After each of the two previous Gaza operations, Hamas was able to subsequently increase the quality and quantity of its missiles and to dramatically improve the labyrinth of underground tunnels, much of it under schools, hospitals, and mosques, in which it stores and often produces its missiles.
The long and short answer to these questions is that nobody really knows, or at least this author does not know and has projected his ignorance on his fellow journalists. Monday Yuval Steinitz, Minister of Strategic Planning, said on Israel Radio that Israel is landing heavy blows on Hamas in the Gaza Strip. But no one outside the senior governmental and military echelons is capable of evaluating that claim.
What is clear, however, according to Avi Isacharoff of the Times of Israel, is that not a single member of Hamas's political or military leadership has been so much as scratched thus far. Meanwhile, Hamas still has a plentiful supply of missiles of longer range than anything fired at Israel in earlier confrontations, and its popularity is rising rapidly both in the Gaza Strip and in the broader Arab world. (During a ten-minute stretch of listening to Israel Radio on Monday, sirens were announced in at least ten different locations.) At this point, Hamas is still putting forwards its "demands" for any consideration of a ceasefire, as if it is the winning party, and shows no particular urgency about ending the conflict.

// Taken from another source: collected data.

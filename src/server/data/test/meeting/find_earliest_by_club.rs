use super::*;

/// Tests the earliest meeting is selected by time, not by insertion order.
///
/// Expected: Ok(Some) with the meeting at the minimal time
#[tokio::test]
async fn finds_meeting_with_earliest_time() -> Result<(), DbErr> {
    let test = TestBuilder::new().with_club_tables().build().await.unwrap();
    let db = test.db.as_ref().unwrap();

    let (_, club) = factory::helpers::create_club_with_owner(db).await?;
    let later = Utc.with_ymd_and_hms(2030, 6, 1, 9, 0, 0).unwrap();
    let sooner = Utc.with_ymd_and_hms(2030, 5, 1, 9, 0, 0).unwrap();

    factory::club_meeting::create_meeting_at(db, club.id, later).await?;
    let expected = factory::club_meeting::create_meeting_at(db, club.id, sooner).await?;

    let earliest = MeetingRepository::new(db)
        .find_earliest_by_club(club.id)
        .await?;

    assert_eq!(earliest.map(|m| m.id), Some(expected.id));

    Ok(())
}

/// Tests meetings tied on the earliest time resolve to the lowest id.
///
/// Expected: Ok(Some) with the first inserted of the tied meetings
#[tokio::test]
async fn breaks_ties_by_lowest_id() -> Result<(), DbErr> {
    let test = TestBuilder::new().with_club_tables().build().await.unwrap();
    let db = test.db.as_ref().unwrap();

    let (_, club) = factory::helpers::create_club_with_owner(db).await?;
    let time = Utc.with_ymd_and_hms(2030, 5, 1, 9, 0, 0).unwrap();

    let first = factory::club_meeting::create_meeting_at(db, club.id, time).await?;
    factory::club_meeting::create_meeting_at(db, club.id, time).await?;

    let earliest = MeetingRepository::new(db)
        .find_earliest_by_club(club.id)
        .await?;

    assert_eq!(earliest.map(|m| m.id), Some(first.id));

    Ok(())
}

/// Tests a club without meetings.
///
/// Expected: Ok(None)
#[tokio::test]
async fn returns_none_without_meetings() -> Result<(), DbErr> {
    let test = TestBuilder::new().with_club_tables().build().await.unwrap();
    let db = test.db.as_ref().unwrap();

    let (_, club) = factory::helpers::create_club_with_owner(db).await?;

    let earliest = MeetingRepository::new(db)
        .find_earliest_by_club(club.id)
        .await?;

    assert!(earliest.is_none());

    Ok(())
}
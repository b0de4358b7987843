use chrono::Utc;
use sea_orm::{ActiveModelTrait, ActiveValue, ConnectionTrait, DbErr, EntityTrait, QueryOrder};

use crate::server::model::notification::{
    ClubNotification, CreateNotificationParams, Notification,
};

/// Repository for the append-only notification log.
pub struct NotificationRepository<'a, C: ConnectionTrait> {
    db: &'a C,
}

impl<'a, C: ConnectionTrait> NotificationRepository<'a, C> {
    pub fn new(db: &'a C) -> Self {
        Self { db }
    }

    /// Records a notification for a club stamped with the current time.
    pub async fn create(&self, params: CreateNotificationParams) -> Result<Notification, DbErr> {
        let entity = entity::club_notification::ActiveModel {
            club_id: ActiveValue::Set(params.club_id),
            message: ActiveValue::Set(params.message),
            created_at: ActiveValue::Set(Utc::now()),
            ..Default::default()
        }
        .insert(self.db)
        .await?;

        Ok(Notification::from_entity(entity))
    }

    /// Gets every notification joined with its club name, newest first.
    ///
    /// Notifications created at the same instant are ordered by descending id.
    pub async fn get_all(&self) -> Result<Vec<ClubNotification>, DbErr> {
        let rows = entity::prelude::ClubNotification::find()
            .find_also_related(entity::prelude::Club)
            .order_by_desc(entity::club_notification::Column::CreatedAt)
            .order_by_desc(entity::club_notification::Column::Id)
            .all(self.db)
            .await?;

        Ok(rows
            .into_iter()
            .filter_map(|(notification, club)| {
                club.map(|club| ClubNotification {
                    notification: Notification::from_entity(notification),
                    club_name: club.name,
                })
            })
            .collect())
    }
}
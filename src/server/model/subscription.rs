use sea_orm::FromQueryResult;

use crate::model::subscription::{SubscriberDto, SubscriptionCountDto};

/// Row of the per-club subscriber aggregate.
#[derive(Debug, Clone, PartialEq, FromQueryResult)]
pub struct SubscriptionCount {
    pub club_id: i32,
    pub subscription_count: i64,
}

impl SubscriptionCount {
    pub fn into_dto(self) -> SubscriptionCountDto {
        SubscriptionCountDto {
            club_id: self.club_id,
            subscription_count: self.subscription_count.max(0) as u64,
        }
    }
}

/// Identity of a user subscribed to a club.
#[derive(Debug, Clone, PartialEq)]
pub struct Subscriber {
    pub id: i32,
    pub username: String,
}

impl Subscriber {
    pub fn from_entity(entity: entity::user::Model) -> Self {
        Self {
            id: entity.id,
            username: entity.username,
        }
    }

    pub fn into_dto(self) -> SubscriberDto {
        SubscriberDto {
            id: self.id,
            username: self.username,
        }
    }
}
use super::*;

/// Tests every club is returned ordered by id.
///
/// Expected: Ok with clubs of all creators in id order
#[tokio::test]
async fn returns_all_clubs_in_id_order() -> Result<(), DbErr> {
    let test = TestBuilder::new().with_club_tables().build().await.unwrap();
    let db = test.db.as_ref().unwrap();

    let alice = factory::create_user(db).await?;
    let bob = factory::create_user(db).await?;
    let first = factory::create_club(db, alice.id).await?;
    let second = factory::create_club(db, bob.id).await?;
    let third = factory::create_club(db, alice.id).await?;

    let clubs = ClubRepository::new(db).get_all().await?;

    let ids: Vec<i32> = clubs.iter().map(|c| c.id).collect();
    assert_eq!(ids, vec![first.id, second.id, third.id]);

    Ok(())
}

/// Tests listing clubs when none exist.
///
/// Expected: Ok with empty list
#[tokio::test]
async fn returns_empty_when_no_clubs() -> Result<(), DbErr> {
    let test = TestBuilder::new().with_club_tables().build().await.unwrap();
    let db = test.db.as_ref().unwrap();

    let clubs = ClubRepository::new(db).get_all().await?;

    assert!(clubs.is_empty());

    Ok(())
}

As of Tuesday morning, when the Israeli security cabinet accepted an Egyptian ceasefire, the IDF claimed to have destroyed one-third of Hamas's rocket arsenal, half of its rocket production facilities, a large percentage of the homes used as command centers, and hundreds of underground storage facilities employing excellent intelligence to locate its targets. Yet somehow Hamas does not seem to have gotten the message, and rejected the Egyptian ceasefire proposal out of hand.
NOR WOULD IT SEEM that Israel is particularly eager to launch a large-scale ground campaign. Prime Minister Netanyahu knows that the window of opportunity before international pressure for a ceasefire begins to mount is always of elimited duration when it comes to Israeli action to suppress rocket fire from its neighbors. Therefore one suspects that if Israel had intended to go in on the ground that such a campaign would have already begun.
In many respects, Israel had a uniquely favorable environment for a ground action at the beginning of Operation Precision Edge. U.N. Secretary-General Ban Ki-moon, German Prime Minister Angela Merkel, British Prime Minister David Cameron, French President Francois Holland, and Canadian Prime Minister Stephen Harper (of course) all expressed clear support for Israel's right to defend its citizens from missiles aimed at its civilian population. (President Obama was notable among major Western leaders in not speaking to Prime Minister Netanyahu, though the State Department also affirmed Israel's right to defend its citizens.) Even the Palestinian Authority representative to the U.N. Human Rights Council labeled missiles fired at Israeli civilian centers as "crimes against humanity."
Unheard, by and large, were the usual calls for both sides to show restraint or claims that the Israeli response is somehow "disproportional" because not enough Israelis have been killed to justify Palestinian casualties. In an almost unheard of break with the past, the solidly anti-Israel BBC, even ran an expose of the footage from Gaza claiming to show Israel's indiscriminate bombing, which demonstrated that much of the footage was from previous conflicts or not from Gaza at all.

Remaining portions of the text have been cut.